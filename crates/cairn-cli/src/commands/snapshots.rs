use time::format_description::well_known::Rfc3339;

use cairn::prelude::*;

pub async fn run(repo: &Repository) -> anyhow::Result<()> {
    let mut entries = Vec::new();
    let mut names = repo.list(ObjectKind::Snapshot).await?;
    while let Some(name) = names.recv().await {
        let snapshot = Snapshot::load(repo, &name).await?;
        entries.push((name, snapshot));
    }
    entries.sort_by_key(|(_, snapshot)| snapshot.time);

    for (name, snapshot) in entries {
        let time = snapshot
            .time
            .format(&Rfc3339)
            .unwrap_or_else(|_| "-".to_string());
        println!(
            "{} {} {:12} {}",
            &name[..8],
            time,
            snapshot.hostname,
            snapshot.paths.join(", ")
        );
    }
    Ok(())
}
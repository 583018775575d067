mod common;

use std::sync::Arc;

use serde::{Deserialize, Serialize};

use cairn::crypto::{CryptoError, KeyError};
use cairn::prelude::*;
use cairn::repo::RepositoryError;

use common::{memory_repo, pseudo_random, PASSWORD};

#[tokio::test]
async fn test_save_load_round_trip() {
    let (repo, _backend) = memory_repo().await;

    let blob = repo.save(ObjectKind::Data, b"hello\n").await.unwrap();
    assert_eq!(
        blob.id.to_hex(),
        "5891b5b522d5df086d0ff0b110fbd9d21bb4fc7163af34d08286a2e846f6be03"
    );
    assert_eq!(blob.size, 6);

    let data = repo.load(ObjectKind::Data, &blob).await.unwrap();
    assert_eq!(data, b"hello\n");
}

#[tokio::test]
async fn test_duplicate_save_hits_the_index() {
    let (repo, backend) = memory_repo().await;

    let first = repo.save(ObjectKind::Data, b"hello\n").await.unwrap();
    let second = repo.save(ObjectKind::Data, b"hello\n").await.unwrap();

    assert_eq!(first, second);
    assert_eq!(backend.len(ObjectKind::Data).await, 1);

    let stats = repo.stats().await.unwrap();
    assert_eq!(stats.data_count, 1);
    assert_eq!(stats.key_count, 1);
}

#[tokio::test]
async fn test_parallel_duplicate_saves_converge() {
    let (repo, backend) = memory_repo().await;
    let repo = Arc::new(repo);
    let payload = pseudo_random(64 * 1024, 6);

    let a = {
        let repo = Arc::clone(&repo);
        let payload = payload.clone();
        tokio::spawn(async move { repo.save(ObjectKind::Data, &payload).await })
    };
    let b = {
        let repo = Arc::clone(&repo);
        let payload = payload.clone();
        tokio::spawn(async move { repo.save(ObjectKind::Data, &payload).await })
    };

    let blob_a = a.await.unwrap().unwrap();
    let blob_b = b.await.unwrap().unwrap();

    assert_eq!(blob_a, blob_b);
    assert_eq!(backend.len(ObjectKind::Data).await, 1);
}

#[derive(Debug, PartialEq, Serialize, Deserialize)]
struct TestObject {
    #[serde(rename = "Foo")]
    foo: u32,
    #[serde(rename = "Bar")]
    bar: String,
    #[serde(rename = "Baz")]
    baz: String,
}

fn test_object() -> TestObject {
    TestObject {
        foo: 23,
        bar: "Teststring".to_string(),
        baz: "eHg=".to_string(),
    }
}

#[tokio::test]
async fn test_save_json_digests_exact_bytes() {
    let (repo, _backend) = memory_repo().await;

    let value = test_object();
    let mut expected_bytes = serde_json::to_vec(&value).unwrap();
    expected_bytes.push(b'\n');
    let expected_id = Id::digest(&expected_bytes);

    let blob = repo.save_json(ObjectKind::Tree, &value).await.unwrap();
    assert_eq!(blob.id, expected_id);
    assert_eq!(blob.size, expected_bytes.len() as u64);

    // the stored plaintext is byte-identical, trailing newline included
    let data = repo.load(ObjectKind::Tree, &blob).await.unwrap();
    assert_eq!(data, expected_bytes);
}

#[tokio::test]
async fn test_load_json_id_round_trip() {
    let (repo, _backend) = memory_repo().await;

    let value = test_object();
    let blob = repo.save_json(ObjectKind::Tree, &value).await.unwrap();

    let back: TestObject = repo
        .load_json_id(ObjectKind::Tree, &blob.id)
        .await
        .unwrap();
    assert_eq!(back, value);
}

#[tokio::test]
async fn test_load_json_id_unknown_id() {
    let (repo, _backend) = memory_repo().await;
    let missing = Id::digest(b"never stored");
    let result: Result<TestObject, _> = repo.load_json_id(ObjectKind::Tree, &missing).await;
    assert!(matches!(
        result,
        Err(RepositoryError::BlobNotFound { .. })
    ));
}

#[tokio::test]
async fn test_tampered_object_fails_authentication() {
    let (repo, backend) = memory_repo().await;

    let blob = repo
        .save(ObjectKind::Data, b"precious bytes")
        .await
        .unwrap();

    backend
        .tamper(ObjectKind::Data, &blob.storage_id.to_hex(), |bytes| {
            let mid = bytes.len() / 2;
            bytes[mid] ^= 0xff;
        })
        .await
        .unwrap();

    assert!(matches!(
        repo.load(ObjectKind::Data, &blob).await,
        Err(RepositoryError::Crypto(CryptoError::AuthenticationFailed))
    ));
}

#[tokio::test]
async fn test_save_from_round_trip() {
    let (repo, _backend) = memory_repo().await;

    for size in [5usize, 23, (2 << 18) + 23, 1 << 20] {
        let data = pseudo_random(size, size as u64);
        let id = Id::digest(&data);

        let blob = repo
            .save_from(ObjectKind::Data, id, size as u64, data.as_slice())
            .await
            .unwrap();
        assert_eq!(blob.id, id);
        assert_eq!(blob.size, size as u64);

        let back = repo.load(ObjectKind::Data, &blob).await.unwrap();
        assert_eq!(back, data);
    }
}

#[tokio::test]
async fn test_save_from_rejects_digest_mismatch() {
    let (repo, backend) = memory_repo().await;
    let stored_before = backend.len(ObjectKind::Data).await;

    let wrong_id = Id::digest(b"something else");
    let result = repo
        .save_from(ObjectKind::Data, wrong_id, 4, &b"data"[..])
        .await;

    assert!(matches!(
        result,
        Err(RepositoryError::DigestMismatch { .. })
    ));
    // nothing must have been stored
    assert_eq!(backend.len(ObjectKind::Data).await, stored_before);
}

#[tokio::test]
async fn test_save_requires_key() {
    let backend = Arc::new(MemoryBackend::new());
    let repo = Repository::new(backend);
    assert!(matches!(
        repo.save(ObjectKind::Data, b"x").await,
        Err(RepositoryError::KeyNotSet)
    ));
}

#[tokio::test]
async fn test_open_checks_password() {
    let (_repo, backend) = memory_repo().await;

    let reopened = Repository::open(Arc::new(backend.clone()), PASSWORD).await;
    assert!(reopened.is_ok());

    let wrong = Repository::open(Arc::new(backend.clone()), "falsch").await;
    assert!(matches!(
        wrong,
        Err(RepositoryError::Key(KeyError::BadPassword))
    ));

    let empty = Repository::open(Arc::new(MemoryBackend::new()), PASSWORD).await;
    assert!(matches!(
        empty,
        Err(RepositoryError::Key(KeyError::NoKeyFound))
    ));
}

#[tokio::test]
async fn test_list_yields_storage_names() {
    let (repo, _backend) = memory_repo().await;

    let blob = repo.save(ObjectKind::Data, b"listed").await.unwrap();

    let mut names = Vec::new();
    let mut rx = repo.list(ObjectKind::Data).await.unwrap();
    while let Some(name) = rx.recv().await {
        names.push(name);
    }
    assert_eq!(names, vec![blob.storage_id.to_hex()]);
}

#[tokio::test]
async fn test_stats_totals() {
    let (repo, _backend) = memory_repo().await;

    repo.save(ObjectKind::Data, b"one").await.unwrap();
    repo.save(ObjectKind::Data, b"two").await.unwrap();
    repo.save_json(ObjectKind::Tree, &test_object()).await.unwrap();

    let stats = repo.stats().await.unwrap();
    assert_eq!(stats.data_count, 2);
    assert_eq!(stats.tree_count, 1);
    assert_eq!(stats.key_count, 1);
    assert_eq!(stats.snapshot_count, 0);
    assert!(stats.total_bytes > 0);
}

#[tokio::test]
async fn test_prefix_resolution_over_repository() {
    let (repo, backend) = memory_repo().await;

    let a = repo.save(ObjectKind::Data, b"first").await.unwrap();
    let b = repo.save(ObjectKind::Data, b"second").await.unwrap();
    let name_a = a.storage_id.to_hex();
    let name_b = b.storage_id.to_hex();

    // the shortest distinguishing prefix resolves each object
    let mut len = 1;
    while name_a[..len] == name_b[..len] {
        len += 1;
    }
    let resolved = find_name(&backend, ObjectKind::Data, &name_a[..len])
        .await
        .unwrap();
    assert_eq!(resolved, name_a);

    // a shared prefix is ambiguous
    if len > 1 {
        assert!(matches!(
            find_name(&backend, ObjectKind::Data, &name_a[..len - 1]).await,
            Err(cairn::backend::BackendError::Ambiguous { .. })
        ));
    }
}
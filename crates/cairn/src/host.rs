//! Best-effort host identity for snapshot and key metadata.

/// Name of the local machine, empty if it cannot be determined
pub(crate) fn hostname() -> String {
    if let Ok(name) = std::env::var("HOSTNAME") {
        if !name.is_empty() {
            return name;
        }
    }
    std::fs::read_to_string("/etc/hostname")
        .map(|s| s.trim().to_string())
        .unwrap_or_default()
}

/// Name of the current user, empty if it cannot be determined
pub(crate) fn username() -> String {
    std::env::var("USER")
        .or_else(|_| std::env::var("USERNAME"))
        .unwrap_or_default()
}
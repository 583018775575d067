//! The restorer: materialises a snapshot back into a directory tree.
//!
//! Directories, regular files and symlinks are recreated with mode,
//! ownership and timestamps applied best-effort. Device nodes and fifos
//! need privileged platform calls and are reported and skipped; sockets
//! are never recreated.

use std::fs::{self, FileTimes, Permissions};
use std::future::Future;
use std::io::Write;
use std::path::{Path, PathBuf};
use std::pin::Pin;
use std::time::SystemTime;

use tracing::{debug, warn};

use cairn::id::Id;
use cairn::prelude::*;
use cairn::repo::RepositoryError;

/// Errors raised while restoring a snapshot
#[derive(Debug, thiserror::Error)]
pub enum RestoreError {
    #[error("repository error: {0}")]
    Repository(#[from] RepositoryError),
    #[error("no blob for id {0} while restoring")]
    MissingBlob(Id),
    #[error("writing {path}: {source}")]
    Io {
        path: PathBuf,
        source: std::io::Error,
    },
}

fn io_err(path: &Path) -> impl FnOnce(std::io::Error) -> RestoreError + '_ {
    move |source| RestoreError::Io {
        path: path.to_path_buf(),
        source,
    }
}

/// Writes the contents of a snapshot into a target directory
pub struct Restorer<'a> {
    repo: &'a Repository,
}

impl<'a> Restorer<'a> {
    pub fn new(repo: &'a Repository) -> Self {
        Restorer { repo }
    }

    /// Recreate the snapshot's tree underneath `target`
    pub async fn restore(&self, snapshot: &Snapshot, target: &Path) -> Result<(), RestoreError> {
        fs::create_dir_all(target).map_err(io_err(target))?;
        let root = snapshot.tree(self.repo).await?;
        self.restore_tree(&root, target).await
    }

    fn restore_tree<'b>(
        &'b self,
        tree: &'b Tree,
        target: &'b Path,
    ) -> Pin<Box<dyn Future<Output = Result<(), RestoreError>> + Send + 'b>> {
        Box::pin(async move {
            for node in &tree.nodes {
                let path = target.join(&node.name);
                match &node.kind {
                    NodeKind::Dir { subtree } => {
                        fs::create_dir_all(&path).map_err(io_err(&path))?;
                        let blob = self
                            .repo
                            .index()
                            .find(subtree)
                            .ok_or(RestoreError::MissingBlob(*subtree))?;
                        let sub = Tree::load(self.repo, &blob).await?;
                        self.restore_tree(&sub, &path).await?;
                        // children first, then the directory's own metadata
                        apply_metadata(node, &path);
                    }
                    NodeKind::File { content } => {
                        self.restore_file(content, &path).await?;
                        apply_metadata(node, &path);
                    }
                    NodeKind::Symlink { linktarget } => {
                        #[cfg(unix)]
                        std::os::unix::fs::symlink(linktarget, &path).map_err(io_err(&path))?;
                        #[cfg(unix)]
                        if let Err(err) =
                            std::os::unix::fs::lchown(&path, Some(node.uid), Some(node.gid))
                        {
                            debug!(path = %path.display(), error = %err, "keeping current symlink ownership");
                        }
                    }
                    NodeKind::Dev { .. } | NodeKind::Chardev { .. } | NodeKind::Fifo => {
                        warn!(path = %path.display(), "skipping device or fifo entry");
                    }
                    NodeKind::Socket => {
                        // sockets only make sense while their process lives
                    }
                }
            }
            Ok(())
        })
    }

    /// Concatenate a file's content blobs, in order, into `path`
    async fn restore_file(&self, content: &[Id], path: &Path) -> Result<(), RestoreError> {
        let mut file = fs::File::create(path).map_err(io_err(path))?;
        for id in content {
            let blob = self
                .repo
                .index()
                .find(id)
                .ok_or(RestoreError::MissingBlob(*id))?;
            let data = self.repo.load(ObjectKind::Data, &blob).await?;
            file.write_all(&data).map_err(io_err(path))?;
        }
        Ok(())
    }
}

/// Apply mode, ownership and timestamps; failures downgrade to log lines
/// because restores commonly run unprivileged
fn apply_metadata(node: &Node, path: &Path) {
    #[cfg(unix)]
    {
        use std::os::unix::fs::PermissionsExt;
        if node.mode != 0 {
            if let Err(err) = fs::set_permissions(path, Permissions::from_mode(node.mode)) {
                warn!(path = %path.display(), error = %err, "failed to set mode");
            }
        }
        if let Err(err) = std::os::unix::fs::chown(path, Some(node.uid), Some(node.gid)) {
            debug!(path = %path.display(), error = %err, "keeping current ownership");
        }
    }

    let mut times = FileTimes::new();
    let mut have_times = false;
    if let Some(accessed) = node.access_time {
        times = times.set_accessed(SystemTime::from(accessed));
        have_times = true;
    }
    if let Some(modified) = node.mod_time {
        times = times.set_modified(SystemTime::from(modified));
        have_times = true;
    }
    if have_times {
        match fs::File::options().read(true).open(path) {
            Ok(file) => {
                if let Err(err) = file.set_times(times) {
                    warn!(path = %path.display(), error = %err, "failed to set timestamps");
                }
            }
            Err(err) => {
                warn!(path = %path.display(), error = %err, "failed to reopen for timestamps");
            }
        }
    }
}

**WHAT IS REQUIRED**.
Please quote exactly the lines from the one containing "if let Err(err) = file.set_times(times)" through the last line of the records above, both included, and nothing else.

**SOLUTION TO THIS TASK**.
                if let Err(err) = file.set_times(times) {
                    warn!(path = %path.display(), error = %err, "failed to set timestamps");
                }
            }
            Err(err) => {
                warn!(path = %path.display(), error = %err, "failed to reopen for timestamps");
            }
        }
    }
}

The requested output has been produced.